* _Aim of the exercise_
Count how many lines below include the word "enabled". Answer with a number only.

* _Data records_

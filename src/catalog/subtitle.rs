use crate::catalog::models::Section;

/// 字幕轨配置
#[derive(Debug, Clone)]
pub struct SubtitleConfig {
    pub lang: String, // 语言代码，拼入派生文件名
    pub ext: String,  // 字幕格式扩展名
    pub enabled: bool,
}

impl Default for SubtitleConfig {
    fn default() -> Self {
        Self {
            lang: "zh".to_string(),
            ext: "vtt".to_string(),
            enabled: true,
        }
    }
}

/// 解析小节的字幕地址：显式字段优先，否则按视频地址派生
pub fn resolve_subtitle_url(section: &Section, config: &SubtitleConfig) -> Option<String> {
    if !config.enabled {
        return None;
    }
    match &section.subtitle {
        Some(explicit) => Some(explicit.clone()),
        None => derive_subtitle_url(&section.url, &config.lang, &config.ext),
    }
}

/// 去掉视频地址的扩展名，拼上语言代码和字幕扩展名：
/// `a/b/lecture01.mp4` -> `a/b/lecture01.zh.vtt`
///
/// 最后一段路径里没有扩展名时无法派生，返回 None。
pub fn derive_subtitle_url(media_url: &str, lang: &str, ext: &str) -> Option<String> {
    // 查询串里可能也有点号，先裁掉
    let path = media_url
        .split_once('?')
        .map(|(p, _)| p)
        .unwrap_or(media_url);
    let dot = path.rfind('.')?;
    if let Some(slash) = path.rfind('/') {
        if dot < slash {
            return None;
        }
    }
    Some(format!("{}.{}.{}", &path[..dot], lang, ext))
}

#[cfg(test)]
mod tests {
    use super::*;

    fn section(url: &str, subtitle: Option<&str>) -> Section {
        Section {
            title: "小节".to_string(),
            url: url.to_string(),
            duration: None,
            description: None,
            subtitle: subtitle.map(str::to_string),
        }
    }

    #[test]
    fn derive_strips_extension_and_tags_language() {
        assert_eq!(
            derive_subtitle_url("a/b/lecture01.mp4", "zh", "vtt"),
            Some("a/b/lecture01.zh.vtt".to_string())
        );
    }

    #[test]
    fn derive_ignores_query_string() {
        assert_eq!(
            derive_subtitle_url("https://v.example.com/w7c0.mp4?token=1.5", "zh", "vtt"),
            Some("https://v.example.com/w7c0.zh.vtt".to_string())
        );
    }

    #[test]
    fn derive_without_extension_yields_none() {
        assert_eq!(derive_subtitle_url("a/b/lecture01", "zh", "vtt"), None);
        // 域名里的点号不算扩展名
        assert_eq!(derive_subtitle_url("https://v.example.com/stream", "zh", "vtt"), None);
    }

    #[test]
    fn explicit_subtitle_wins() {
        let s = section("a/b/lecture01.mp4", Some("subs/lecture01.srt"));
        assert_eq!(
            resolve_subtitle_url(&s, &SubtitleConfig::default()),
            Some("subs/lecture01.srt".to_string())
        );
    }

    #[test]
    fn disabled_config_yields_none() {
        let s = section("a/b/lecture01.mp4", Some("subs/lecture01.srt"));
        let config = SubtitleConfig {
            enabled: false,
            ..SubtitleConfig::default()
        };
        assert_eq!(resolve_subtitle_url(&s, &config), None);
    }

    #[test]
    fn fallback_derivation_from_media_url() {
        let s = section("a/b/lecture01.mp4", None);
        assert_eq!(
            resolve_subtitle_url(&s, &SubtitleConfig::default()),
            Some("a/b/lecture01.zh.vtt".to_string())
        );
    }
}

* _Answer section_
4